→ WHAT NEEDS TO BE DONE
Gather all lines with "prepare" from the records.

Collected data
'''
//! PCF declaration queries

use rusqlite::{params, Row, ToSql};
use serde_json::json;

use super::{found, json_list, list, now_ts, opt_ts, ts, Database};
use crate::core::error::{DbError, DbResult};
use crate::entities::pcf::{NewPcfDeclaration, PcfDeclaration, PcfPatch, PcfQuery, ValidationStatus};

const PCF_SELECT: &str = "SELECT p.*, s.name AS supplier_name
     FROM pcf_declarations p
     LEFT JOIN suppliers s ON s.id = p.supplier_id";

fn pcf_from_row(row: &Row<'_>) -> rusqlite::Result<PcfDeclaration> {
    Ok(PcfDeclaration {
        id: row.get("id")?,
        supplier_id: row.get("supplier_id")?,
        supplier_name: row.get("supplier_name")?,
        campaign_id: row.get("campaign_id")?,
        product_ref: row.get("product_ref")?,
        product_name: row.get("product_name")?,
        perimeter: row.get("perimeter")?,
        reference_year: row.get("reference_year")?,
        total_emissions_kgco2e: row.get("total_emissions_kgco2e")?,
        method: row.get("method")?,
        frameworks: list(row, "frameworks")?,
        emission_factor_sources: list(row, "emission_factor_sources")?,
        uncertainty: row.get("uncertainty")?,
        validation_status: row.get("validation_status")?,
        validation_notes: row.get("validation_notes")?,
        validated_at: opt_ts(row, "validated_at")?,
        notes: row.get("notes")?,
        created_at: ts(row, "created_at")?,
        updated_at: ts(row, "updated_at")?,
    })
}

impl Database {
    /// Declarations newest first, optionally by supplier and campaign
    pub fn list_pcf(&self, query: &PcfQuery) -> DbResult<Vec<PcfDeclaration>> {
        let mut sql = format!("{} WHERE 1=1", PCF_SELECT);
        let mut values: Vec<&dyn ToSql> = Vec::new();
        if let Some(supplier_id) = &query.supplier_id {
            sql.push_str(" AND p.supplier_id = ?");
            values.push(supplier_id);
        }
        if let Some(campaign_id) = &query.campaign_id {
            sql.push_str(" AND p.campaign_id = ?");
            values.push(campaign_id);
        }
        sql.push_str(" ORDER BY p.created_at DESC, p.id DESC");

        let mut stmt = self.conn.prepare(&sql)?;
        let rows = stmt.query_map(values.as_slice(), pcf_from_row)?;
        Ok(rows.collect::<Result<_, _>>()?)
    }

    pub fn get_pcf(&self, id: i64) -> DbResult<PcfDeclaration> {
        found(
            self.conn
                .query_row(&format!("{} WHERE p.id = ?1", PCF_SELECT), [id], pcf_from_row),
            "PCF declaration",
            id,
        )
    }

    pub fn create_pcf(&mut self, mut new: NewPcfDeclaration) -> DbResult<PcfDeclaration> {
        let supplier_id = new.prepare()?;
        self.get_supplier(supplier_id)?;
        if let Some(campaign_id) = new.campaign_id {
            self.get_campaign(campaign_id)?;
        }

        self.conn.execute(
            "INSERT INTO pcf_declarations (supplier_id, campaign_id, product_ref, product_name,
                                           perimeter, reference_year, total_emissions_kgco2e,
                                           method, frameworks, emission_factor_sources,
                                           uncertainty, validation_status, notes,
                                           created_at, updated_at)
             VALUES (?1, ?2, ?3, ?4, ?5, ?6, ?7, ?8, ?9, ?10, ?11, ?12, ?13, ?14, ?14)",
            params![
                supplier_id,
                new.campaign_id,
                new.product_ref.trim(),
                new.product_name,
                new.perimeter,
                new.reference_year,
                new.total_emissions_kgco2e,
                new.method,
                json_list(&new.frameworks),
                json_list(&new.emission_factor_sources),
                new.uncertainty,
                ValidationStatus::Pending,
                new.notes,
                now_ts(),
            ],
        )?;
        let id = self.conn.last_insert_rowid();
        self.record_event(
            "pcf.created",
            Some(supplier_id),
            new.campaign_id,
            json!({ "id": id, "product_ref": new.product_ref }),
        )?;
        self.get_pcf(id)
    }

    pub fn update_pcf(&mut self, id: i64, patch: PcfPatch) -> DbResult<PcfDeclaration> {
        patch.validate()?;
        let current = self.get_pcf(id)?;
        if let Some(campaign_id) = patch.campaign_id {
            self.get_campaign(campaign_id)?;
        }

        let now = now_ts();
        let validated_at =
            (patch.validation_status == Some(ValidationStatus::Validated)).then(|| now.clone());
        let frameworks = patch.frameworks.as_deref().map(json_list);
        let sources = patch.emission_factor_sources.as_deref().map(json_list);

        self.conn.execute(
            "UPDATE pcf_declarations SET
                campaign_id = COALESCE(?2, campaign_id),
                product_ref = COALESCE(?3, product_ref),
                product_name = COALESCE(?4, product_name),
                perimeter = COALESCE(?5, perimeter),
                reference_year = COALESCE(?6, reference_year),
                total_emissions_kgco2e = COALESCE(?7, total_emissions_kgco2e),
                method = COALESCE(?8, method),
                frameworks = COALESCE(?9, frameworks),
                emission_factor_sources = COALESCE(?10, emission_factor_sources),
                uncertainty = COALESCE(?11, uncertainty),
                validation_status = COALESCE(?12, validation_status),
                validation_notes = COALESCE(?13, validation_notes),
                notes = COALESCE(?14, notes),
                validated_at = COALESCE(?15, validated_at),
                updated_at = ?16
             WHERE id = ?1",
            params![
                id,
                patch.campaign_id,
                patch.product_ref.as_deref().map(str::trim),
                patch.product_name,
                patch.perimeter,
                patch.reference_year,
                patch.total_emissions_kgco2e,
                patch.method,
                frameworks,
                sources,
                patch.uncertainty,
                patch.validation_status,
                patch.validation_notes,
                patch.notes,
                validated_at,
                now,
            ],
        )?;

        let data = match patch.validation_status {
            Some(status) => json!({ "id": id, "from": current.validation_status, "to": status }),
            None => json!({ "id": id }),
        };
        self.record_event("pcf.updated", Some(current.supplier_id), current.campaign_id, data)?;
        self.get_pcf(id)
    }

    /// Mark a declaration validated
    pub fn validate_pcf(&mut self, id: i64, notes: Option<String>) -> DbResult<PcfDeclaration> {
        self.update_pcf(
            id,
            PcfPatch {
                validation_status: Some(ValidationStatus::Validated),
                validation_notes: notes,
                ..Default::default()
            },
        )
    }

    /// Reject a declaration; a reason is mandatory
    pub fn reject_pcf(&mut self, id: i64, reason: &str) -> DbResult<PcfDeclaration> {
        if reason.trim().is_empty() {
            return Err(DbError::invalid("a rejection reason is required"));
        }
        self.update_pcf(
            id,
            PcfPatch {
                validation_status: Some(ValidationStatus::Rejected),
                validation_notes: Some(reason.trim().to_string()),
                ..Default::default()
            },
        )
    }

    pub fn delete_pcf(&mut self, id: i64) -> DbResult<PcfDeclaration> {
        let declaration = self.get_pcf(id)?;
        self.conn.execute("DELETE FROM pcf_declarations WHERE id = ?1", [id])?;
        self.record_event(
            "pcf.deleted",
            Some(declaration.supplier_id),
            declaration.campaign_id,
            json!({ "id": id }),
        )?;
        Ok(declaration)
    }

    /// Sum of declared emissions in kgCO2e
    pub fn total_emissions(&self, campaign_id: Option<i64>) -> DbResult<f64> {
        let total: f64 = match campaign_id {
            Some(cid) => self.conn.query_row(
                "SELECT COALESCE(SUM(total_emissions_kgco2e), 0.0)
                 FROM pcf_declarations WHERE campaign_id = ?1",
                [cid],
                |row| row.get(0),
            )?,
            None => self.conn.query_row(
                "SELECT COALESCE(SUM(total_emissions_kgco2e), 0.0) FROM pcf_declarations",
                [],
                |row| row.get(0),
            )?,
        };
        Ok(total)
    }
}

#[cfg(test)]
mod tests {
    use super::*;
    use crate::entities::campaign::{CampaignType, NewCampaign};
    use crate::entities::supplier::NewSupplier;

    fn setup() -> (Database, i64) {
        let mut db = Database::open_in_memory().unwrap();
        let id = db.create_supplier(NewSupplier::new("Magna")).unwrap().id;
        (db, id)
    }

    fn declaration(supplier_id: i64, kg: f64) -> NewPcfDeclaration {
        NewPcfDeclaration {
            supplier_id: Some(supplier_id),
            product_ref: "SEAT-FRAME-7".to_string(),
            total_emissions_kgco2e: Some(kg),
            ..Default::default()
        }
    }

    #[test]
    fn test_create_applies_defaults() {
        let (mut db, sid) = setup();
        let pcf = db.create_pcf(declaration(sid, 42.0)).unwrap();
        assert_eq!(pcf.perimeter, "cradle-to-gate");
        assert_eq!(pcf.method, "ISO 14067");
        assert_eq!(pcf.validation_status, ValidationStatus::Pending);
        assert!(pcf.validated_at.is_none());
    }

    #[test]
    fn test_create_rejects_zero_emissions() {
        let (mut db, sid) = setup();
        assert!(matches!(
            db.create_pcf(declaration(sid, 0.0)),
            Err(DbError::Invalid(_))
        ));
    }

    #[test]
    fn test_validate_and_reject() {
        let (mut db, sid) = setup();
        let pcf = db.create_pcf(declaration(sid, 10.0)).unwrap();

        let validated = db.validate_pcf(pcf.id, Some("Checked".to_string())).unwrap();
        assert_eq!(validated.validation_status, ValidationStatus::Validated);
        assert!(validated.validated_at.is_some());
        assert_eq!(validated.validation_notes.as_deref(), Some("Checked"));

        assert!(matches!(db.reject_pcf(pcf.id, "  "), Err(DbError::Invalid(_))));
        let rejected = db.reject_pcf(pcf.id, "Secondary data only").unwrap();
        assert_eq!(rejected.validation_status, ValidationStatus::Rejected);
        assert_eq!(rejected.validation_notes.as_deref(), Some("Secondary data only"));
    }

    #[test]
    fn test_total_emissions_by_campaign() {
        let (mut db, sid) = setup();
        let c = db
            .create_campaign(NewCampaign::new("PCF 2025", CampaignType::Pcf))
            .unwrap();
        db.create_pcf(declaration(sid, 100.0)).unwrap();
        db.create_pcf(NewPcfDeclaration {
            campaign_id: Some(c.id),
            ..declaration(sid, 25.5)
        })
        .unwrap();

        assert_eq!(db.total_emissions(None).unwrap(), 125.5);
        assert_eq!(db.total_emissions(Some(c.id)).unwrap(), 25.5);
        assert_eq!(db.total_emissions(Some(999)).unwrap(), 0.0);
    }

    #[test]
    fn test_campaign_delete_keeps_declaration() {
        let (mut db, sid) = setup();
        let c = db
            .create_campaign(NewCampaign::new("PCF 2025", CampaignType::Pcf))
            .unwrap();
        let pcf = db
            .create_pcf(NewPcfDeclaration {
                campaign_id: Some(c.id),
                ..declaration(sid, 5.0)
            })
            .unwrap();
        db.delete_campaign(c.id).unwrap();
        assert_eq!(db.get_pcf(pcf.id).unwrap().campaign_id, None);
    }
}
'''
→ REPLY TO THE EXERCISE
        let mut stmt = self.conn.prepare(&sql)?;
        let supplier_id = new.prepare()?;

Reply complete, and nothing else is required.